Hi Ian, is Airasia Group Bhd (Airasia) worth investing at RM 2.75 today over the medium term (1-2 years)?
Lately, I received the above WhatsApp Message from a subscriber.
It is a common question often asked by ‘investors’. Hence, I believe, it would be educational to share my views in writing. Hopefully, from it, you’ll understand a bit about what stock investing is and how do savvy investors assess a stock deal from scratch. So, what is my answer?
My answer is – I don’t know.
As truthful as my answer is, I too understand that it is a disappointing reply. The answers that are to be expected would be either a ‘Yes, it’s worth it’ or ‘No, it is not worth it’. In my opinion, if I dish out such answers to him, I’ll be doing him a great disservice. It is not responsible.
Instead, I replied him with a few questions. They are as follows:
#1: Why Airasia?
As I write, we have 900+ stocks to choose from to invest into in Bursa Malaysia.
So, why Airasia? What do you like about the stock?
Understandably, I have posted this question back to my questioners. I can feel a sense of ‘dumb-foundedness’ as they try their best to answer my question. This is quite normal because most people do not study about Airasia, or any stock in the stock market, before investing.
That is a big ‘No-No’ in stock investing.
What do I want to know?
As an investor, I want to know about Airasia’s business model, how it generates income, how much it made for the past 10 years, its financial standings, and its future plans towards sustainable growth. That is my step #1.
The reason why I want to know the above is because stock investing is first and foremost an act to acquire shares of businesses. I would like to accumulate and earn my share of profits from stocks that grow profits consistently.
How am I supposed to differentiate a good stock that grows profits consistently from a bad one that doesn’t without reading up its annual reports?
So, if you are sincere in looking to invest in Airasia, would you mind taking time to read up its annual reports to find out as much as you possibly can on Airasia before investing?
#2: Why Hold 1-2 Years?
Supposedly, Airasia is a good stock.
Why do you want to hold it for only 1-2 years? Why not longer if it is that good?
If a good stock is able to consistently grow profits, wouldn’t it be better to hold onto the stock for as long as possible, preferably forever?
The above is usually asked if he is an investor because an investor is one who is asset-focused and is into share ownership.
Understandably, the reason why the duration is set at 1-2 years is because he is interested to achieve capital appreciation from this transaction. Hence, my next question is: ‘What would be the price of Airasia in 2020 or in 2021?’
Will it rise to RM 3? RM 4? RM 5 and beyond?
What is the basis for it to go up? How do you come out with a figure?
This explains why my answer to the above question is – I don’t know. But, it led me to ask the next question:
#3: What if It Drops to RM 2?
What would you do?
Would you be buying more shares of Airasia? Would you cut your losses?
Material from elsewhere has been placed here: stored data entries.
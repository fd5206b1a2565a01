//! Persisted user settings.
//!
//! Stored as JSON under the platform config directory and reloaded on the
//! next launch.

use crate::options::DisplayOptions;
use serde::{Deserialize, Serialize};
use std::path::{Path, PathBuf};

/// Current configuration file format version.
pub const CONFIG_VERSION: u32 = 1;

/// Log level setting for the application.
#[derive(Debug, Clone, Copy, PartialEq, Eq, Serialize, Deserialize, Default)]
#[serde(rename_all = "lowercase")]
pub enum LogLevel {
    Error,
    Warn,
    #[default]
    Info,
    Debug,
    Trace,
}

impl LogLevel {
    /// Filter string understood by `env_logger`.
    pub fn as_filter(&self) -> &'static str {
        match self {
            LogLevel::Error => "error",
            LogLevel::Warn => "warn",
            LogLevel::Info => "info",
            LogLevel::Debug => "debug",
            LogLevel::Trace => "trace",
        }
    }
}

#[derive(Debug, Clone, PartialEq, Serialize, Deserialize)]
#[serde(default)]
pub struct AppConfig {
    /// Version of the configuration file format
    pub version: u32,

    /// Where label files go; the working directory when unset
    pub save_dir: Option<PathBuf>,

    /// Folder opened last, offered as the picker's starting point
    pub last_folder: Option<PathBuf>,

    pub display: DisplayOptions,

    pub log_level: LogLevel,
}

impl Default for AppConfig {
    fn default() -> Self {
        Self {
            version: CONFIG_VERSION,
            save_dir: None,
            last_folder: None,
            display: DisplayOptions::default(),
            log_level: LogLevel::default(),
        }
    }
}

impl AppConfig {
    pub fn to_json(&self) -> Result<String, serde_json::Error> {
        serde_json::to_string_pretty(self)
    }

    pub fn from_json(json: &str) -> Result<Self, ConfigError> {
        let config: Self = serde_json::from_str(json)?;
        if config.version > CONFIG_VERSION {
            return Err(ConfigError::VersionTooNew {
                file_version: config.version,
                supported_version: CONFIG_VERSION,
            });
        }
        Ok(config)
    }

    /// `<config dir>/tiles-roi/config.json`, falling back to `~/.config`.
    pub fn default_path() -> Option<PathBuf> {
        let base = dirs::config_dir().or_else(|| dirs::home_dir().map(|h| h.join(".config")))?;
        Some(base.join("tiles-roi").join("config.json"))
    }

    /// Load from `path`. Missing or broken files yield the defaults.
    pub fn load_or_default(path: &Path) -> Self {
        if !path.exists() {
            log::debug!("No config file found at {:?}", path);
            return Self::default();
        }
        let loaded = std::fs::read_to_string(path)
            .map_err(ConfigError::from)
            .and_then(|json| Self::from_json(&json));
        match loaded {
            Ok(config) => {
                log::info!("Loaded configuration from {:?}", path);
                config
            }
            Err(e) => {
                log::warn!("Ignoring config file {:?}: {}", path, e);
                Self::default()
            }
        }
    }

    pub fn save(&self, path: &Path) -> Result<(), ConfigError> {
        if let Some(parent) = path.parent() {
            std::fs::create_dir_all(parent)?;
        }
        std::fs::write(path, self.to_json()?)?;
        log::info!("Saved configuration to {:?}", path);
        Ok(())
    }
}

#[derive(Debug, thiserror::Error)]
pub enum ConfigError {
    #[error("Failed to parse configuration: {0}")]
    ParseError(#[from] serde_json::Error),

    #[error(
        "Configuration file version {file_version} is newer than supported version {supported_version}"
    )]
    VersionTooNew {
        file_version: u32,
        supported_version: u32,
    },

    #[error("I/O error: {0}")]
    IoError(#[from] std::io::Error),
}

#[cfg(test)]
mod tests {
    use super::*;
    use crate::options::GridColor;
    use tempfile::TempDir;

    #[test]
    fn test_save_and_reload() {
        let dir = TempDir::new().unwrap();
        let path = dir.path().join("nested").join("config.json");
        let mut config = AppConfig::default();
        config.save_dir = Some(PathBuf::from("/labels"));
        config.display.grid_intervals = (32, 48);
        config.display.grid_color = GridColor::White;
        config.log_level = LogLevel::Debug;

        config.save(&path).unwrap();
        assert_eq!(AppConfig::load_or_default(&path), config);
    }

    #[test]
    fn test_missing_fields_take_defaults() {
        let config = AppConfig::from_json(r#"{"version": 1, "log_level": "warn"}"#).unwrap();
        assert_eq!(config.log_level, LogLevel::Warn);
        assert_eq!(config.display, DisplayOptions::default());
        assert_eq!(config.save_dir, None);
    }

    #[test]
    fn test_newer_version_rejected() {
        let err = AppConfig::from_json(r#"{"version": 99}"#).unwrap_err();
        assert!(matches!(
            err,
            ConfigError::VersionTooNew {
                file_version: 99,
                ..
            }
        ));
    }

    #[test]
    fn test_broken_file_falls_back_to_default() {
        let dir = TempDir::new().unwrap();
        let path = dir.path().join("config.json");
        std::fs::write(&path, "{ nope").unwrap();
        assert_eq!(AppConfig::load_or_default(&path), AppConfig::default());
        assert_eq!(
            AppConfig::load_or_default(&dir.path().join("absent.json")),
            AppConfig::default()
        );
    }
}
If you are not sure on what you should be doing, it is best not to get into stocks. This is because you do not have an investment or a trading plan. Both plans, be it investing or trading, are different. In most cases, it is next-to-impossible to try to be both investor and trader at the same time.
If you are an investor, you invest. If you are a trader, you trade. Focus is key. The danger lies in not appreciating their differences.
For instance, if the price of a good stock falls, an investor would buy more as he intends to accumulate shares of good stocks at a discount. That is me. But, if he is a trader, he would cut his losses to minimize his trading losses.
So, the question above is directed to the wrong personnel. If you intend to hold onto a stock for 1-2 years, you should ask a professional trader and not investor for the above question is a trading question. Also, you may rephrase the above:
‘Is Airasia worth Trading at RM 2.75 today?’
You should ask a trading question to traders, an investing question to investors.
#4: Why Do You Want to Buy Stocks?
‘To make money!’, you may answer.
Okay … How then do you measure your profits from buying stocks?
Is it based on capital gains? or cash flows?
Obviously, my questioner is into capital gains. He mentioned nothing about the stock’s earnings and dividend payouts. If he bought Airasia at RM 2.75 and sold it for RM 5.50, then, he would double his capital.
To me, as discussed earlier, how do you know that it will hit RM 5.50 a share for the next few years? This is what I mean by people treating the stock market like a gigantic casino to speculate, bet, and gamble. There is no knowledge about its business, its management, its financials, and its expected returns.
It leads to inconsistent results in the stock market. That is not what investors do to achieve consistent investment returns from their stock portfolio.
#5: What’s My Profile as an Investor?
I’m a value investor who invests primarily for dividend income. Period.
My investment plan is simple. It is to identify good stocks that has the ability to consistently grow profits and to accumulate these shares at their lowest prices.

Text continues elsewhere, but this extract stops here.